(Collected data entries)
--- START ---
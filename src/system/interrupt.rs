//! Keyboard interrupt as a cancellation flag.

use std::sync::Arc;
use std::sync::atomic::{AtomicBool, Ordering};

/// Shared flag raised by a keyboard interrupt.
///
/// Clones observe the same flag. Blocking waits check it between polls so
/// that scoped teardown still runs before the process exits.
#[derive(Debug, Clone, Default)]
pub struct CancelToken {
    flag: Arc<AtomicBool>,
}

impl CancelToken {
    /// Creates a token that is not cancelled.
    #[must_use]
    pub fn new() -> Self {
        Self::default()
    }

    /// Raises the flag.
    pub fn cancel(&self) {
        self.flag.store(true, Ordering::SeqCst);
    }

    /// Whether the flag was raised.
    #[must_use]
    pub fn is_cancelled(&self) -> bool {
        self.flag.load(Ordering::SeqCst)
    }

    /// Raises the flag on SIGINT instead of terminating the process.
    ///
    /// # Errors
    ///
    /// Fails if a handler was already installed.
    pub fn install_interrupt_handler(&self) -> Result<(), ctrlc::Error> {
        let token = self.clone();
        ctrlc::set_handler(move || token.cancel())
    }
}
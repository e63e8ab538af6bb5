//! Host prerequisites and process-wide signals.
//!
//! Before anything is launched the namespace engine (and, when used, the
//! guest runtime) must be present on the search path; see
//! [`check_all`]. Keyboard interrupts are turned into a [`CancelToken`] so
//! that waits can unwind cleanly.

mod interrupt;
mod requirements;

pub use interrupt::CancelToken;
pub use requirements::{
    ENGINE_COMMAND, GUEST_RUNTIME_COMMAND, REQUIRED_ENGINE_FLAG, Requirements, check_all,
    check_engine, require_binary,
};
--- END ---
# Task instructions:
Look through the entries and copy every line in which the string "that" appears.

# Answer section:
/// that scoped teardown still runs before the process exits.
    /// Creates a token that is not cancelled.
//! that waits can unwind cleanly.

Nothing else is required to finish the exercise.